In chapter VI, June, Laura Eskivel has written as a subtitle: “A mixture for making matches”. This chapter is situated in the middle of the text and is important for the plot is because John Brown is telling the story about his grandmother’s theory which has anticipating function for the proceeding of the fable: we all are born with box of matches in our pocket and we are not able to light them without the help of oxygen and a candle. But in this case the oxygen must come from the breath of the loved one, and the candle can be some favorite food, music, kindness, word or sound which will light up one of the matches. Every person must find out his lighter in order to live, because the flame that burns provides the soul with energy. In other words, this fire is food for a soul. If a man does not discover his lighters on time, the box of matches will get wet and he will never be able to light any of them.
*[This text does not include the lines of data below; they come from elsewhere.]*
#![forbid(unsafe_code)]

//! Browser adapter for [`modalkit_core`].
//!
//! [`DomHost`] implements the engine's host capabilities over `web-sys`, and
//! [`ModalBinding`] attaches an engine to a document by installing
//! `mousedown` (capture), `click` and `keydown` listeners.
//!
//! ```ignore
//! use modalkit_core::ModalConfig;
//! use modalkit_web::ModalBinding;
//!
//! let modals = ModalBinding::attach(ModalConfig::default())?;
//! modals.open("signup");
//! // ...
//! modals.detach();
//! ```
//!
//! Markup is driven declaratively: any element with `data-modal="id"` opens
//! the surface `#id`; any `.modal-close` inside a `.modal-wrapper` closes the
//! surface that encloses it. Opening and closing dispatch bubbling
//! `modal:open` / `modal:close` events with `detail.modalId`.

mod binding;
mod dom;
mod error;
mod input;

pub use binding::ModalBinding;
pub use dom::{DomHost, Effect};
pub use error::BindError;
If it happens, the soul leaves the body, wanders through deepest darkness and tries to find fulfillment by itself, but in vain, unaware that only the body, left unprotected and filled with coldness, can make it possible. It should be paid an extra attention that the matches are lighted one by one. If, due to very strong feeling all of them are lighted at once, then such a blinding shine emerges that it enlightens what we can not usually see and then in front of our eyes appears a shining tunnel that shows us the way we have forgotten at the moment of our birth, and invites us to find again our divine origin. The soul wants to connect with its place of origin, and it leaves the body empty.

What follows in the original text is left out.